En haute saison, les campings et clubs naturistes attirent également des touristes étrangers, «principalement venus d'Allemagne ou des Pays-Bas et souvent en famille ou en communauté», détaille Bernard Andrieu. Il faut dire que la France a plusieurs atouts, à commencer par un climat tempéré, un océan et trois mers qui la bordent. «Quand vous faites du naturisme au nord de l'Allemagne sur la mer du Nord, le climat n'est pas tout à fait le même. Les gens viennent en France pour la Méditerranée, l'arc Atlantique et le soleil, auquel on s'expose pour un tas de bienfaits: le bronzage, le plein air, le mode de vie communautaire, le camping…», énumère le philosophe.
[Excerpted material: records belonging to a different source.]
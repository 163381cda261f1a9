//! # Track Export Module
//!
//! Produces a consistent GeoJSON snapshot of every synchronized track.
//!
//! ## Components
//!
//! - **Payload decoding** (`payload`): double-then-single gzip decompression
//!   of stored payload blobs
//! - **Feature conversion** (`features`): GPX text to LineString features
//!   with the per-track attribute set
//! - **Pipeline** (`pipeline`): batch assembly, atomic file replacement and
//!   the periodic worker loop

pub mod error;
pub mod features;
pub mod payload;
pub mod pipeline;

pub use error::{ExportError, Result};
pub use features::line_features;
pub use payload::decompress_gpx;
pub use pipeline::{run_export_loop, ExportConfig, ExportPipeline, ExportStats};
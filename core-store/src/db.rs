//! # Database Connection Pool Module
//!
//! Provides SQLite connection pooling for the trace store.
//!
//! ## Features
//!
//! - **WAL Mode**: Enabled so the three worker loops can read while one writes
//! - **Connection Pooling**: Configurable min/max connections with timeouts
//! - **Foreign Keys**: Enforced for referential integrity
//! - **Automatic Migrations**: Runs on initialization
//! - **Health Checks**: Connection validation
//!
//! ## Testing
//!
//! For tests, use an in-memory database:
//!
//! ```rust,ignore
//! let pool = create_test_pool().await?;
//! ```

use crate::error::{Result, StoreError};
use sqlx::sqlite::{SqliteConnectOptions, SqliteJournalMode, SqlitePoolOptions, SqliteSynchronous};
use sqlx::{Pool, Sqlite};
use std::path::PathBuf;
use std::str::FromStr;
use std::time::Duration;
use tracing::{debug, info, warn};

/// Database configuration for the SQLite connection pool
#[derive(Debug, Clone)]
pub struct DatabaseConfig {
    /// Database file path or `:memory:` for an in-memory database
    pub database_url: String,

    /// Minimum number of connections in the pool
    pub min_connections: u32,

    /// Maximum number of connections in the pool
    pub max_connections: u32,

    /// Maximum time to wait for a connection from the pool
    pub acquire_timeout: Duration,
}

impl DatabaseConfig {
    /// Create a new database configuration with the given file path
    pub fn new(database_path: impl Into<PathBuf>) -> Self {
        let path = database_path.into();
        let database_url = format!("sqlite:{}", path.display());

        Self {
            database_url,
            min_connections: 1,
            max_connections: 5,
            acquire_timeout: Duration::from_secs(30),
        }
    }

    /// Create a configuration for an in-memory database (useful for testing)
    ///
    /// A single connection is used so every query observes the same
    /// in-memory database.
    pub fn in_memory() -> Self {
        Self {
            database_url: "sqlite::memory:".to_string(),
            min_connections: 1,
            max_connections: 1,
            acquire_timeout: Duration::from_secs(30),
        }
    }

    /// Set the maximum number of connections
    pub fn max_connections(mut self, max: u32) -> Self {
        self.max_connections = max;
        self
    }

    /// Set the connection acquire timeout
    pub fn acquire_timeout(mut self, timeout: Duration) -> Self {
        self.acquire_timeout = timeout;
        self
    }
}

impl Default for DatabaseConfig {
    fn default() -> Self {
        Self::in_memory()
    }
}

/// Create a configured SQLite connection pool
///
/// This function:
/// 1. Configures SQLite connection options (WAL mode, foreign keys, etc.)
/// 2. Creates a connection pool with the specified configuration
/// 3. Runs database migrations
/// 4. Performs a health check
///
/// # Errors
///
/// Returns an error if:
/// - The database file cannot be accessed
/// - Connection pool creation fails
/// - Migrations fail
/// - Health check fails
pub async fn create_pool(config: DatabaseConfig) -> Result<Pool<Sqlite>> {
    info!(
        database_url = %config.database_url,
        min_connections = config.min_connections,
        max_connections = config.max_connections,
        "Creating database connection pool"
    );

    let connect_options = SqliteConnectOptions::from_str(&config.database_url)
        .map_err(StoreError::Database)?
        // Enable WAL mode so export reads do not block discovery writes
        .journal_mode(SqliteJournalMode::Wal)
        .synchronous(SqliteSynchronous::Normal)
        .foreign_keys(true)
        .create_if_missing(true);

    debug!("SQLite connection options configured");

    let pool = SqlitePoolOptions::new()
        .min_connections(config.min_connections)
        .max_connections(config.max_connections)
        .acquire_timeout(config.acquire_timeout)
        .connect_with(connect_options)
        .await
        .map_err(|e| {
            warn!(error = %e, "Failed to create connection pool");
            StoreError::Database(e)
        })?;

    run_migrations(&pool).await?;
    health_check(&pool).await?;

    Ok(pool)
}

/// Create a connection pool for testing with an in-memory database
///
/// This is a convenience function that creates an in-memory database
/// with migrations already applied.
pub async fn create_test_pool() -> Result<Pool<Sqlite>> {
    create_pool(DatabaseConfig::in_memory()).await
}

/// Run database migrations
///
/// Migrations are embedded in the binary at compile time using
/// `sqlx::migrate!()`.
async fn run_migrations(pool: &Pool<Sqlite>) -> Result<()> {
    info!("Running database migrations");

    sqlx::migrate!("./migrations").run(pool).await.map_err(|e| {
        warn!(error = %e, "Migration failed");
        StoreError::Migration(e.to_string())
    })?;

    info!("Database migrations completed");
    Ok(())
}

/// Perform a health check on the connection pool
async fn health_check(pool: &Pool<Sqlite>) -> Result<()> {
    debug!("Performing database health check");

    sqlx::query("SELECT 1").fetch_one(pool).await.map_err(|e| {
        warn!(error = %e, "Database health check failed");
        StoreError::Database(e)
    })?;

    debug!("Database health check passed");
    Ok(())
}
Tout doucement, les infrastructures destinées aux naturistes se multiplient. Le centre héliomarin de Montalivet (Nouvelle-Aquitaine) ouvre ses portes en 1949 et en 1954, deux frères viticulteurs ouvrent un camping naturiste à Agde (Occitanie). Dès 1950, la FFN rassemble les associations, clubs et hébergements agréés, et œuvre au développement de la pratique dans l'Hexagone. Cinq ans plus tard, on ne compte plus neuf associations adhérentes, mais quatre-vingt-six.

Mais dans une France religieuse plutôt pudique dans l'espace public, le naturisme pose question, d'un point de vue légal. La simple nudité peut effectivement être qualifiée «d'outrage public à la pudeur». En 1994, un nouveau code pénal remplace le délit d'attentat à la pudeur par celui d'exhibition sexuelle et permet le naturisme dans les zones autorisées. À l'instar du bois de Vincennes (Paris), le naturisme se vit dans des espaces réservés, encadrés et autorisés par les municipalités.
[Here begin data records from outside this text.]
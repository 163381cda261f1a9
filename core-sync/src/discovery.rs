//! # Discovery Engine
//!
//! Advances a classification frontier over the remote trace id space.
//!
//! ## Overview
//!
//! The remote system assigns trace ids monotonically, but only some traces
//! are publicly readable. Each cycle probes a window of candidate ids and
//! classifies every id it passes:
//!
//! - A successful metadata probe classifies the id `public` and captures the
//!   owner, name, timestamp and tags.
//! - A probe that finds nothing records an `unknown` placeholder. The id may
//!   be private, or simply not created yet, so nothing stronger can be
//!   concluded at this point.
//! - Once a *later* id is confirmed public, every unknown id it jumped over
//!   is retroactively reconciled to `private`: the remote id assignment is
//!   append-only, so those ids exist but were not readable.
//!
//! Reconciliation is a bounded sweep issuing one conditional update per id;
//! an id that was concurrently confirmed public is left untouched.
//!
//! Probe failures are not distinguished from "trace does not exist
//! publicly". There is no per-id retry; the next cycle re-evaluates ids at
//! or above the shifting public frontier, while ids already classified
//! `public` or `private` are never revisited.

use bridge_traits::traces::TraceApi;
use core_store::repositories::{TrackRepository, UserRepository};
use std::sync::Arc;
use std::time::Duration;
use tokio::time::sleep;
use tokio_util::sync::CancellationToken;
use tracing::{debug, info};

use crate::error::Result;

/// Default number of ids probed past the latest unknown id
pub const DEFAULT_LOOKAHEAD_WINDOW: i64 = 10_000;

/// Default pause between two probes
pub const DEFAULT_PROBE_DELAY: Duration = Duration::from_secs(1);

/// Discovery engine configuration
#[derive(Debug, Clone)]
pub struct DiscoveryConfig {
    /// How far past the latest unknown id the frontier extends each cycle
    pub lookahead_window: i64,

    /// Pause between two probes, throttling outbound request rate
    pub probe_delay: Duration,
}

impl Default for DiscoveryConfig {
    fn default() -> Self {
        Self {
            lookahead_window: DEFAULT_LOOKAHEAD_WINDOW,
            probe_delay: DEFAULT_PROBE_DELAY,
        }
    }
}

/// Counters reported after each discovery cycle
#[derive(Debug, Clone, Default, PartialEq, Eq)]
pub struct DiscoveryStats {
    /// Ids probed this cycle
    pub probed: u64,
    /// Ids confirmed public this cycle
    pub found_public: u64,
    /// Ids recorded as unknown placeholders this cycle
    pub assumed_unknown: u64,
    /// Conditional private updates issued by reconciliation this cycle
    pub reconciled: u64,
}

/// Probes the remote trace id space and keeps the store's classification
/// monotonically advancing with no gaps.
pub struct DiscoveryEngine {
    tracks: Arc<dyn TrackRepository>,
    users: Arc<dyn UserRepository>,
    api: Arc<dyn TraceApi>,
    config: DiscoveryConfig,
}

impl DiscoveryEngine {
    /// Create a new discovery engine
    pub fn new(
        tracks: Arc<dyn TrackRepository>,
        users: Arc<dyn UserRepository>,
        api: Arc<dyn TraceApi>,
        config: DiscoveryConfig,
    ) -> Self {
        Self {
            tracks,
            users,
            api,
            config,
        }
    }

    /// Run one discovery cycle
    ///
    /// Cancellation is honored between probes; rows already written stand.
    ///
    /// # Errors
    ///
    /// Returns an error only on store failure; probe failures are collapsed
    /// into the "no public trace at this id" outcome.
    pub async fn run_cycle(&self, cancel: &CancellationToken) -> Result<DiscoveryStats> {
        let mut stats = DiscoveryStats::default();

        let mut last_public = self
            .tracks
            .find_latest_public()
            .await?
            .map(|t| t.osm_track_id)
            .unwrap_or(-1);
        let mut last_unknown = self
            .tracks
            .find_latest_unknown()
            .await?
            .map(|t| t.osm_track_id)
            .unwrap_or(0);

        // The probe frontier must stay ahead of the confirmed-public
        // frontier or the scan window collapses.
        if last_public >= last_unknown {
            last_unknown = last_public + 1;
        }

        let frontier = last_unknown + self.config.lookahead_window;
        debug!(last_public, frontier, "Starting discovery cycle");

        for osm_id in (last_public + 1)..=frontier {
            if cancel.is_cancelled() {
                debug!(osm_id, "Discovery cycle cancelled, partial progress retained");
                break;
            }

            stats.probed += 1;

            // A failed probe and "not publicly readable" are the same
            // outcome here; the id stays unknown until a later public id
            // proves otherwise.
            let details = match self.api.fetch_trace_details(osm_id).await {
                Ok(details) => details,
                Err(e) => {
                    debug!(osm_id, error = %e, "Probe failed, treating as absent");
                    None
                }
            };

            match details {
                Some(details) => {
                    let user = self.users.get_or_create(&details.osm_user).await?;
                    self.tracks
                        .upsert_public(
                            user.id,
                            osm_id,
                            details.timestamp.map(|t| t.timestamp()),
                            &details.name,
                            &details.tags,
                        )
                        .await?;

                    // Every id this one jumped over exists but was not
                    // readable: reconcile it to private unless something
                    // else already classified it.
                    for gap_id in (last_public + 1)..osm_id {
                        self.tracks.mark_private_if_unknown(gap_id).await?;
                        stats.reconciled += 1;
                    }

                    last_public = osm_id;
                    stats.found_public += 1;
                    info!(osm_id, user = %details.osm_user, "Found public track");
                }
                None => {
                    self.tracks.get_or_create_unknown(osm_id).await?;
                    stats.assumed_unknown += 1;
                    debug!(osm_id, "Assuming non-public track");
                }
            }

            tokio::select! {
                _ = cancel.cancelled() => break,
                _ = sleep(self.config.probe_delay) => {}
            }
        }

        info!(
            probed = stats.probed,
            found_public = stats.found_public,
            reconciled = stats.reconciled,
            "Discovery cycle finished"
        );
        Ok(stats)
    }
}
use crate::character::{read_json_map, write_json_atomic};
use crate::combat::snapshot::SceneStatus;
use crate::combat::state::{Scene, SceneId};
use crate::errors::{PersistenceError, PersistenceResult};
use crate::store::{append_json_line, read_json_lines};
use serde::{Deserialize, Serialize};
use std::collections::BTreeMap;
use std::path::PathBuf;
use std::sync::Mutex;

/// Final state of a scene that has left the active collection.
#[derive(Serialize, Deserialize, Debug, Clone, PartialEq, Eq)]
pub struct ArchivedScene {
    pub status: SceneStatus,
    pub scene: Scene,
}

/// The collection of active scenes, keyed by scene id, plus an audit archive
/// of scenes that have ended.
pub trait SceneStore: Send + Sync {
    fn get(&self, id: &SceneId) -> PersistenceResult<Option<Scene>>;
    fn put(&self, scene: &Scene) -> PersistenceResult<()>;
    fn delete(&self, id: &SceneId) -> PersistenceResult<()>;
    fn list(&self) -> PersistenceResult<Vec<SceneId>>;
    fn archive(&self, scene: &Scene, status: SceneStatus) -> PersistenceResult<()>;
    fn history(&self) -> PersistenceResult<Vec<ArchivedScene>>;
}

#[derive(Debug, Default)]
pub struct InMemorySceneStore {
    scenes: Mutex<BTreeMap<SceneId, Scene>>,
    history: Mutex<Vec<ArchivedScene>>,
}

impl InMemorySceneStore {
    pub fn new() -> Self {
        Self::default()
    }
}

fn poisoned<E: std::fmt::Display>(e: E) -> PersistenceError {
    PersistenceError::Poisoned(e.to_string())
}

impl SceneStore for InMemorySceneStore {
    fn get(&self, id: &SceneId) -> PersistenceResult<Option<Scene>> {
        Ok(self.scenes.lock().map_err(poisoned)?.get(id).cloned())
    }

    fn put(&self, scene: &Scene) -> PersistenceResult<()> {
        self.scenes
            .lock()
            .map_err(poisoned)?
            .insert(scene.id.clone(), scene.clone());
        Ok(())
    }

    fn delete(&self, id: &SceneId) -> PersistenceResult<()> {
        self.scenes.lock().map_err(poisoned)?.remove(id);
        Ok(())
    }

    fn list(&self) -> PersistenceResult<Vec<SceneId>> {
        Ok(self.scenes.lock().map_err(poisoned)?.keys().cloned().collect())
    }

    fn archive(&self, scene: &Scene, status: SceneStatus) -> PersistenceResult<()> {
        self.history.lock().map_err(poisoned)?.push(ArchivedScene {
            status,
            scene: scene.clone(),
        });
        Ok(())
    }

    fn history(&self) -> PersistenceResult<Vec<ArchivedScene>> {
        Ok(self.history.lock().map_err(poisoned)?.clone())
    }
}

/// Active scenes in one JSON object keyed by scene id, rewritten atomically on
/// every change. Ended scenes are appended to a JSON-lines history file.
#[derive(Debug)]
pub struct JsonSceneStore {
    path: PathBuf,
    history_path: PathBuf,
    lock: Mutex<()>,
}

impl JsonSceneStore {
    pub fn new(path: impl Into<PathBuf>, history_path: impl Into<PathBuf>) -> Self {
        Self {
            path: path.into(),
            history_path: history_path.into(),
            lock: Mutex::new(()),
        }
    }

    fn read_all(&self) -> PersistenceResult<BTreeMap<String, Scene>> {
        read_json_map(&self.path)
    }
}

impl SceneStore for JsonSceneStore {
    fn get(&self, id: &SceneId) -> PersistenceResult<Option<Scene>> {
        let _guard = self.lock.lock().map_err(poisoned)?;
        Ok(self.read_all()?.remove(id.as_str()))
    }

    fn put(&self, scene: &Scene) -> PersistenceResult<()> {
        let _guard = self.lock.lock().map_err(poisoned)?;
        let mut scenes = self.read_all()?;
        scenes.insert(scene.id.to_string(), scene.clone());
        write_json_atomic(&self.path, &scenes)
    }

    fn delete(&self, id: &SceneId) -> PersistenceResult<()> {
        let _guard = self.lock.lock().map_err(poisoned)?;
        let mut scenes = self.read_all()?;
        if scenes.remove(id.as_str()).is_some() {
            write_json_atomic(&self.path, &scenes)?;
        }
        Ok(())
    }

    fn list(&self) -> PersistenceResult<Vec<SceneId>> {
        let _guard = self.lock.lock().map_err(poisoned)?;
        Ok(self.read_all()?.into_keys().map(SceneId::new).collect())
    }

    fn archive(&self, scene: &Scene, status: SceneStatus) -> PersistenceResult<()> {
        let _guard = self.lock.lock().map_err(poisoned)?;
        append_json_line(
            &self.history_path,
            &ArchivedScene {
                status,
                scene: scene.clone(),
            },
        )
    }

    fn history(&self) -> PersistenceResult<Vec<ArchivedScene>> {
        let _guard = self.lock.lock().map_err(poisoned)?;
        read_json_lines(&self.history_path)
    }
}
«Cette loi a permis le développement de la pratique, autrement elle était condamnée. Elle a donné lieu à la labellisation d'un certain nombre de campings ruraux, de lieux publics, de piscines où se baigner nu. On peut aussi désormais visiter des musées nu, et des expériences sont actuellement menées sur les boîtes de nuit où danser nu», raconte Bernard Andrieu. La même année, le naturisme est défini à l'international comme «une manière de vivre en harmonie avec la nature, caractérisée par une pratique de la nudité en commun qui a pour but de favoriser le respect de soi-même, le respect des autres et celui de l'environnement».

Face aux tentes, les mobil-homes

Plus de cent ans après la naissance des premières communautés naturistes, la FFN regroupe quelque 200 clubs, campings, centres de vacances et espaces naturistes, tandis que l'offre touristique évolue en suivant les opportunités économiques d'un marché qui ne faiblit pas. «On parle aujourd'hui d'un capitalisme naturiste qui se met en place, parce que des fonds de pension rachètent les grands clubs pour en faire un tourisme où les vieilles tentes sont remplacées par des mobil-homes.» Le but? Attirer une clientèle plus aisée, capable de dépenser 1.500 euros pour une semaine.
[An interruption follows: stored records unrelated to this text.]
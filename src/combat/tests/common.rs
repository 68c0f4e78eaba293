use crate::catalog::Catalog;
use crate::character::{InMemoryCharacterStore, PlayerCharacter};
use crate::combat::combatant::{Combatant, CombatantId, CombatantKind, DamageProfile, Resolved};
use crate::combat::engine::{ActionOutcome, Collaborators, CombatEngine};
use crate::combat::rng::CombatRng;
use crate::combat::state::{EventBus, Scene, SceneId};
use crate::combat::turns;
use crate::config::EngineConfig;
use crate::party::StaticParties;
use crate::store::{InMemoryBackupStore, InMemoryGraveyard, InMemorySceneStore};
use schema::{
    AbilityKind, AiBehavior, DamageType, EnemyTemplate, Faction, Line, Stat, WeaponData,
};
use std::collections::BTreeMap;
use std::sync::Arc;

/// A builder for test combatants with common defaults.
///
/// # Example
/// ```
/// let aldric = friendly("1", "Aldric")
///     .speed(7)
///     .skills(&[AbilityKind::Rend])
///     .build();
/// ```
pub struct TestCombatantBuilder {
    combatant: Combatant,
    hp: Option<u32>,
}

impl TestCombatantBuilder {
    /// Creates a new builder: 100 HP, armor 10, speed 5, no bonus, a 1-6
    /// slashing weapon and no abilities.
    pub fn new(id: &str, name: &str, faction: Faction) -> Self {
        let kind = match faction {
            Faction::Friendly => CombatantKind::Player { level: 1 },
            Faction::Enemy => CombatantKind::Enemy {
                template: name.to_lowercase(),
                behavior: AiBehavior::Melee,
                hp_range: (100, 100),
                xp_range: (10, 10),
            },
        };
        Self {
            combatant: Combatant {
                id: CombatantId::new(id),
                name: name.to_string(),
                faction,
                kind,
                max_hp: 100,
                armor: 10,
                speed: 5,
                to_hit_bonus: 0,
                weapon: DamageProfile::new(1, 6, DamageType::Slashing),
                max_stamina: 0,
                action_skills: Vec::new(),
                side_skills: Vec::new(),
                resistances: Vec::new(),
                formation: Line::Frontline,
            },
            hp: None,
        }
    }

    /// Sets maximum HP. Current HP starts at the maximum.
    pub fn hp(mut self, hp: u32) -> Self {
        self.combatant.max_hp = hp;
        if let CombatantKind::Enemy { hp_range, .. } = &mut self.combatant.kind {
            *hp_range = (hp, hp);
        }
        self
    }

    /// Sets current HP below the maximum.
    pub fn wounded(mut self, hp: u32) -> Self {
        self.hp = Some(hp);
        self
    }

    pub fn armor(mut self, armor: i32) -> Self {
        self.combatant.armor = armor;
        self
    }

    pub fn speed(mut self, speed: i32) -> Self {
        self.combatant.speed = speed;
        self
    }

    pub fn bonus(mut self, bonus: i32) -> Self {
        self.combatant.to_hit_bonus = bonus;
        self
    }

    pub fn weapon(mut self, min: u32, max: u32, damage_type: DamageType) -> Self {
        self.combatant.weapon = DamageProfile::new(min, max, damage_type);
        self
    }

    pub fn skills(mut self, skills: &[AbilityKind]) -> Self {
        self.combatant.action_skills = skills.to_vec();
        self
    }

    pub fn side_skills(mut self, skills: &[AbilityKind]) -> Self {
        self.combatant.side_skills = skills.to_vec();
        self
    }

    pub fn stamina(mut self, stamina: u32) -> Self {
        self.combatant.max_stamina = stamina;
        self
    }

    pub fn resist(mut self, damage_type: DamageType) -> Self {
        self.combatant.resistances.push(damage_type);
        self
    }

    pub fn line(mut self, line: Line) -> Self {
        self.combatant.formation = line;
        self
    }

    pub fn xp(mut self, min: u32, max: u32) -> Self {
        if let CombatantKind::Enemy { xp_range, .. } = &mut self.combatant.kind {
            *xp_range = (min, max);
        }
        self
    }

    pub fn behavior(mut self, behavior: AiBehavior) -> Self {
        if let CombatantKind::Enemy { behavior: slot, .. } = &mut self.combatant.kind {
            *slot = behavior;
        }
        self
    }

    pub fn build(self) -> Resolved {
        Resolved {
            hp: self.hp.unwrap_or(self.combatant.max_hp).min(self.combatant.max_hp),
            stamina: self.combatant.max_stamina,
            combatant: self.combatant,
        }
    }
}

/// A friendly player combatant with the builder defaults.
pub fn friendly(id: &str, name: &str) -> TestCombatantBuilder {
    TestCombatantBuilder::new(id, name, Faction::Friendly)
}

/// A 30 HP, armor 8, speed 3 melee goblin.
pub fn goblin(id: &str) -> TestCombatantBuilder {
    TestCombatantBuilder::new(id, "Goblin", Faction::Enemy)
        .hp(30)
        .armor(8)
        .speed(3)
}

/// Places everyone on their formation line without rolling initiative.
pub fn scene_unrolled(friendlies: Vec<Resolved>, enemies: Vec<Resolved>) -> Scene {
    let mut scene = Scene::new(SceneId::new("test_scene"), 50);
    for resolved in friendlies.into_iter().chain(enemies) {
        let line = resolved.combatant.formation;
        scene.add_combatant(resolved, line);
    }
    scene
}

/// A ready-to-play scene. Every initiative roll is 5, so the order follows
/// speed and ties follow the order given.
pub fn scene_with(friendlies: Vec<Resolved>, enemies: Vec<Resolved>) -> Scene {
    let mut scene = scene_unrolled(friendlies, enemies);
    let rolls = vec![5; scene.roster.len()];
    turns::initialize(&mut scene, &mut CombatRng::new_for_test(rolls), &mut EventBus::new());
    scene
}

/// A `CombatRng` with a long run of middling values, for tests where the
/// exact outcomes do not matter.
pub fn predictable_rng() -> CombatRng {
    CombatRng::new_for_test(vec![5; 200])
}

pub fn goblin_template() -> EnemyTemplate {
    EnemyTemplate {
        name: "Goblin".to_string(),
        hp_min: 6,
        hp_max: 10,
        xp_min: 8,
        xp_max: 12,
        armor: 8,
        speed: 3,
        attack_bonus: 1,
        damage_min: 1,
        damage_max: 4,
        damage_type: DamageType::Slashing,
        stamina: 0,
        formation: Line::Frontline,
        ai: AiBehavior::Melee,
        action_skills: vec![AbilityKind::Rend],
        side_skills: Vec::new(),
        resistances: Vec::new(),
    }
}

/// The 30 HP, armor 8, speed 3 training dummy from the basic duel scenario.
pub fn brute_template() -> EnemyTemplate {
    EnemyTemplate {
        name: "Brute".to_string(),
        hp_min: 30,
        hp_max: 30,
        xp_min: 20,
        xp_max: 20,
        armor: 8,
        speed: 3,
        attack_bonus: 0,
        damage_min: 2,
        damage_max: 4,
        damage_type: DamageType::Bludgeoning,
        stamina: 0,
        formation: Line::Frontline,
        ai: AiBehavior::Melee,
        action_skills: Vec::new(),
        side_skills: Vec::new(),
        resistances: Vec::new(),
    }
}

pub fn sample_catalog() -> Catalog {
    Catalog::new()
        .with_enemy("goblin", goblin_template())
        .with_enemy("brute", brute_template())
        .with_weapon(WeaponData {
            name: "Iron Longsword".to_string(),
            stat: Stat::Strength,
            damage_min: 2,
            damage_max: 6,
            damage_type: DamageType::Slashing,
        })
        .with_weapon(WeaponData {
            name: "Iron Dagger".to_string(),
            stat: Stat::Dexterity,
            damage_min: 1,
            damage_max: 4,
            damage_type: DamageType::Piercing,
        })
        .with_encounter("Brute", &["brute"])
        .with_encounter("Goblin pair", &["goblin", "goblin"])
}

/// A level 1 fighter: 100 HP, armor 10, speed 5, longsword, Strength 0.
pub fn sample_character(id: &str, name: &str) -> PlayerCharacter {
    PlayerCharacter {
        id: id.to_string(),
        name: name.to_string(),
        level: 1,
        class: "Fighter".to_string(),
        stats: BTreeMap::from([(Stat::Strength, 0), (Stat::Dexterity, 0)]),
        current_hp: 100,
        max_hp: 100,
        current_stamina: 3,
        max_stamina: 3,
        armor: 10,
        speed: 5,
        mainhand: Some("Iron Longsword".to_string()),
        action_skills: Vec::new(),
        sideaction_skills: Vec::new(),
        formation: Line::Frontline,
        experience: 0,
    }
}

/// An engine over in-memory stores, with handles kept for inspection.
pub struct TestEngine {
    pub engine: CombatEngine,
    pub characters: Arc<InMemoryCharacterStore>,
    pub scenes: Arc<InMemorySceneStore>,
    pub graveyard: Arc<InMemoryGraveyard>,
    pub backups: Arc<InMemoryBackupStore>,
}

pub fn test_engine(characters: Vec<PlayerCharacter>, parties: StaticParties, rng: CombatRng) -> TestEngine {
    let characters = Arc::new(InMemoryCharacterStore::with_characters(characters));
    let scenes = Arc::new(InMemorySceneStore::new());
    let graveyard = Arc::new(InMemoryGraveyard::new());
    let backups = Arc::new(InMemoryBackupStore::new());
    let stores = Collaborators {
        characters: characters.clone(),
        parties: Arc::new(parties),
        scenes: scenes.clone(),
        graveyard: graveyard.clone(),
        backups: backups.clone(),
    };
    let engine = CombatEngine::new(EngineConfig::default(), sample_catalog(), stores).with_rng(rng);
    TestEngine {
        engine,
        characters,
        scenes,
        graveyard,
        backups,
    }
}

/// Asserts an outcome was accepted and returns it.
pub fn assert_accepted(outcome: ActionOutcome) -> ActionOutcome {
    if let Some(rejection) = outcome.rejection() {
        panic!("Expected the action to be accepted but it was rejected: {}", rejection);
    }
    outcome
}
En réaction à cette évolution orientée vers le profit et le consumérisme, les partisans d'un naturisme économique et proche de la terre se tournent vers les zones rurales. Selon Bernard Andrieu, le Covid-19, avec ses confinements à répétition, n'est d'ailleurs pas étranger «à la redécouverte de la valeur de la campagne» qui a participé au renouveau actuel de la pratique.

«Il existe toujours le désir très ancré d'une pratique populaire, en contact avec la nature, poursuit le spécialiste. Cela a renouvelé les pionniers que l'on présente dans l'exposition et qui ont inventé une communauté végétarienne et proche de la terre. Les gens aspirent à vivre autrement, à emprunter des chemins communautaires et durables, loin de la forte urbanisation.» Une autre manière de vivre ensemble, au moins le temps de parenthèses ensoleillées.